PROVIDED ENTRIES:

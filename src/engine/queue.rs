// src/engine/queue.rs - Multi-producer handle onto the action group FIFO
use std::sync::atomic::{AtomicBool, AtomicU64, Ordering};
use std::sync::{Arc, Mutex};

use chrono::{DateTime, Utc};
use serde::Serialize;
use thiserror::Error;
use tokio::sync::mpsc;

use crate::program::{ActionGroup, Program};

#[derive(Debug, Clone, Copy, PartialEq, Eq, Error)]
#[error("action queue is closed")]
pub struct QueueClosed;

/// Counters shared between producers and the consumer.
#[derive(Debug, Default)]
pub(crate) struct EngineCounters {
    pub(crate) enqueued: AtomicU64,
    pub(crate) started: AtomicU64,
    pub(crate) completed: AtomicU64,
    pub(crate) actions_completed: AtomicU64,
    pub(crate) actions_failed: AtomicU64,
    pub(crate) busy: AtomicBool,
    pub(crate) last_completed_at: Mutex<Option<DateTime<Utc>>>,
    pub(crate) last_error: Mutex<Option<String>>,
}

/// Point-in-time view of the engine.
#[derive(Debug, Clone, Default, PartialEq, Serialize)]
pub struct EngineStats {
    /// Groups enqueued but not yet started.
    pub pending_groups: u64,
    pub groups_completed: u64,
    pub actions_completed: u64,
    pub actions_failed: u64,
    /// A group is executing right now.
    pub busy: bool,
    pub last_completed_at: Option<DateTime<Utc>>,
    pub last_error: Option<String>,
}

impl EngineCounters {
    pub(crate) fn snapshot(&self) -> EngineStats {
        let enqueued = self.enqueued.load(Ordering::Acquire);
        let started = self.started.load(Ordering::Acquire);
        EngineStats {
            pending_groups: enqueued.saturating_sub(started),
            groups_completed: self.completed.load(Ordering::Acquire),
            actions_completed: self.actions_completed.load(Ordering::Acquire),
            actions_failed: self.actions_failed.load(Ordering::Acquire),
            busy: self.busy.load(Ordering::Acquire),
            last_completed_at: self.last_completed_at.lock().ok().and_then(|t| *t),
            last_error: self.last_error.lock().ok().and_then(|e| e.clone()),
        }
    }
}

/// Cloneable producer side of the queue. `enqueue` never blocks.
#[derive(Debug, Clone)]
pub struct ActionQueue {
    tx: mpsc::UnboundedSender<ActionGroup>,
    counters: Arc<EngineCounters>,
}

impl ActionQueue {
    pub(crate) fn new(tx: mpsc::UnboundedSender<ActionGroup>, counters: Arc<EngineCounters>) -> Self {
        Self { tx, counters }
    }

    /// Append a group to the tail of the queue.
    pub fn enqueue(&self, group: ActionGroup) -> Result<(), QueueClosed> {
        // Count before sending so the consumer never sees started > enqueued.
        self.counters.enqueued.fetch_add(1, Ordering::AcqRel);
        self.tx.send(group).map_err(|_| {
            self.counters.enqueued.fetch_sub(1, Ordering::AcqRel);
            QueueClosed
        })
    }

    /// Enqueue every group of a program in order.
    pub fn enqueue_program(&self, program: Program) -> Result<usize, QueueClosed> {
        let count = program.groups.len();
        for group in program.groups {
            self.enqueue(group)?;
        }
        Ok(count)
    }

    pub fn stats(&self) -> EngineStats {
        self.counters.snapshot()
    }

    pub fn is_closed(&self) -> bool {
        self.tx.is_closed()
    }
}
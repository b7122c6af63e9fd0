//! HTTP status and command API, served with axum next to the control server.

pub mod api;
pub mod models;
//! Defines the Axum API routes and handlers.

use crate::command;
use crate::engine::ActionQueue;
use crate::program::{self, ActionGroup, Program};
use crate::web::models::{
    CommandRequest, EnqueuedResponse, ErrorResponse, ProgramRequest, StatusResponse,
};
use axum::{
    extract::State,
    http::StatusCode,
    routing::{get, post},
    Json, Router,
};

pub type AppState = ActionQueue;

type ApiError = (StatusCode, Json<ErrorResponse>);

/// Creates the Axum router with all the API endpoints.
pub fn create_router(queue: AppState) -> Router {
    Router::new()
        .route("/api/v1/status", get(get_status))
        .route("/api/v1/command", post(enqueue_command))
        .route("/api/v1/program", post(enqueue_program))
        .with_state(queue)
}

fn error(status: StatusCode, message: impl ToString, line: Option<usize>) -> ApiError {
    (
        status,
        Json(ErrorResponse {
            error: message.to_string(),
            line,
        }),
    )
}

fn closed() -> ApiError {
    error(StatusCode::SERVICE_UNAVAILABLE, "robot is shutting down", None)
}

/// Handler to get the current status of the action engine.
async fn get_status(State(queue): State<AppState>) -> Json<StatusResponse> {
    Json(StatusResponse::new(queue.stats(), !queue.is_closed()))
}

/// Handler to parse a single command and enqueue it as one group.
async fn enqueue_command(
    State(queue): State<AppState>,
    Json(payload): Json<CommandRequest>,
) -> Result<(StatusCode, Json<EnqueuedResponse>), ApiError> {
    let actions = command::parse(payload.command.trim())
        .map_err(|e| error(StatusCode::BAD_REQUEST, e, None))?;
    let count = actions.len();
    queue
        .enqueue(ActionGroup::single(actions, 1))
        .map_err(|_| closed())?;
    tracing::info!("Queued via HTTP: {}", payload.command.trim());
    Ok((
        StatusCode::ACCEPTED,
        Json(EnqueuedResponse {
            groups: 1,
            actions: count,
            warnings: Vec::new(),
        }),
    ))
}

/// Handler to compile program text and enqueue every group in order.
async fn enqueue_program(
    State(queue): State<AppState>,
    Json(payload): Json<ProgramRequest>,
) -> Result<(StatusCode, Json<EnqueuedResponse>), ApiError> {
    let program: Program = program::compile_str(&payload.program)
        .map_err(|e| error(StatusCode::BAD_REQUEST, &e.kind, Some(e.line)))?;
    let actions = program.action_count();
    let warnings = program.warnings.iter().map(ToString::to_string).collect();
    let groups = queue.enqueue_program(program).map_err(|_| closed())?;
    tracing::info!("Queued program via HTTP: {} groups", groups);
    Ok((
        StatusCode::ACCEPTED,
        Json(EnqueuedResponse {
            groups,
            actions,
            warnings,
        }),
    ))
}
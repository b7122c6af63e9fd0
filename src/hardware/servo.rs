// src/hardware/servo.rs - Arm servo output
use std::collections::HashMap;
use std::sync::{Arc, Mutex};

use async_trait::async_trait;
use serde::{Deserialize, Serialize};

use super::ActuatorError;
use crate::command::Angle;

/// How a servo is mounted relative to the arm it drives.
#[derive(Debug, Clone, Copy, PartialEq, Eq, Default, Deserialize, Serialize)]
#[serde(rename_all = "lowercase")]
pub enum Orientation {
    #[default]
    Normal,
    Inverted,
}

/// Map an arm angle to the angle the servo must be driven to.
pub fn effective_angle(orientation: Orientation, angle: Angle) -> Angle {
    match orientation {
        Orientation::Normal => angle,
        // 180 - a is always within range.
        Orientation::Inverted => Angle::new(Angle::MAX as u16 - angle.degrees() as u16).unwrap_or(angle),
    }
}

/// Servo driver board, addressed by channel.
#[async_trait]
pub trait ServoDriver: Send + Sync {
    async fn set_angle(&self, channel: u8, angle: Angle) -> Result<(), ActuatorError>;

    /// Stop driving every channel.
    async fn release(&self) -> Result<(), ActuatorError> {
        Ok(())
    }
}

/// In-memory servo driver that records every position written.
#[derive(Debug, Clone, Default)]
pub struct SimulatedServoDriver {
    inner: Arc<Mutex<ServoLog>>,
}

#[derive(Debug, Default)]
struct ServoLog {
    positions: HashMap<u8, Angle>,
    writes: Vec<(u8, Angle)>,
    released: bool,
}

impl SimulatedServoDriver {
    pub fn new() -> Self {
        Self::default()
    }

    pub fn position(&self, channel: u8) -> Option<Angle> {
        self.inner.lock().ok()?.positions.get(&channel).copied()
    }

    /// Every `(channel, angle)` written, in order.
    pub fn writes(&self) -> Vec<(u8, Angle)> {
        self.inner.lock().map(|log| log.writes.clone()).unwrap_or_default()
    }

    pub fn is_released(&self) -> bool {
        self.inner.lock().map(|log| log.released).unwrap_or(false)
    }
}

#[async_trait]
impl ServoDriver for SimulatedServoDriver {
    async fn set_angle(&self, channel: u8, angle: Angle) -> Result<(), ActuatorError> {
        tracing::trace!("servo[{}] <- {}", channel, angle);
        let mut log = self.inner.lock().map_err(|_| ActuatorError::Poisoned("servo"))?;
        log.positions.insert(channel, angle);
        log.writes.push((channel, angle));
        log.released = false;
        Ok(())
    }

    async fn release(&self) -> Result<(), ActuatorError> {
        let mut log = self.inner.lock().map_err(|_| ActuatorError::Poisoned("servo"))?;
        log.released = true;
        Ok(())
    }
}
// src/host.rs - Long-running host: engine, control server and HTTP API
use std::future::Future;

use tokio::net::TcpListener;
use tokio::sync::broadcast;

use crate::config::Config;
use crate::engine;
use crate::error::HostError;
use crate::hardware::{Actuator, ActuatorError, HardwareContext};
use crate::robot::Robot;
use crate::{server, web};

/// Run the host until `shutdown` resolves, then stop every front end and
/// release the hardware.
///
/// Listeners are bound before `open_hardware` is called, so a bind failure
/// returns without claiming any output.
pub async fn serve<H, S>(config: &Config, open_hardware: H, shutdown: S) -> Result<(), HostError>
where
    H: FnOnce() -> Result<HardwareContext, ActuatorError>,
    S: Future<Output = std::io::Result<()>>,
{
    let listener = TcpListener::bind((config.server.bind.as_str(), config.server.port)).await?;
    let http_listener = if config.http.enabled {
        Some(TcpListener::bind((config.http.bind.as_str(), config.http.port)).await?)
    } else {
        None
    };

    let robot = Robot::new(open_hardware()?, config);
    if let Err(e) = robot.initialize().await {
        tracing::error!("Hardware initialization failed: {}", e);
        if let Err(e) = robot.shutdown().await {
            tracing::error!("Failed to release hardware: {}", e);
        }
        return Err(e.into());
    }

    let (shutdown_tx, _) = broadcast::channel::<()>(1);
    let (queue, engine) = engine::channel(robot, &config.engine);
    let engine_task = tokio::spawn(engine.run(shutdown_tx.subscribe()));
    let server_task = tokio::spawn(server::serve(listener, queue.clone(), shutdown_tx.subscribe()));

    let http_task = match http_listener {
        Some(listener) => {
            if let Ok(addr) = listener.local_addr() {
                tracing::info!("Web API listening on http://{}", addr);
            }
            let app = web::api::create_router(queue.clone());
            let mut stop = shutdown_tx.subscribe();
            Some(tokio::spawn(async move {
                axum::serve(listener, app)
                    .with_graceful_shutdown(async move {
                        let _ = stop.recv().await;
                    })
                    .await
            }))
        }
        None => None,
    };
    drop(queue);

    let signal = shutdown.await;
    let _ = shutdown_tx.send(());

    // The engine releases the hardware whatever happened to the front ends.
    let server_result = server_task.await;
    let http_result = match http_task {
        Some(task) => Some(task.await),
        None => None,
    };
    engine_task.await??;

    signal?;
    server_result??;
    if let Some(result) = http_result {
        result??;
    }
    Ok(())
}
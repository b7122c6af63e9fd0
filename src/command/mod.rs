// src/command/mod.rs - Text command language
pub mod action;
pub mod grammar;
pub mod resolve;

pub use action::Action;
pub use grammar::{parse, Command, ParseError, Target, GO_DURATION};
pub use resolve::{interpret_float, resolve_angle, resolve_duration, Angle, Level, Side, ValidationError};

TO DO: State the number of lines in these entries where the word "UnboundedSender" occurs, without any other words.

RESULT OF THIS EXERCISE: 2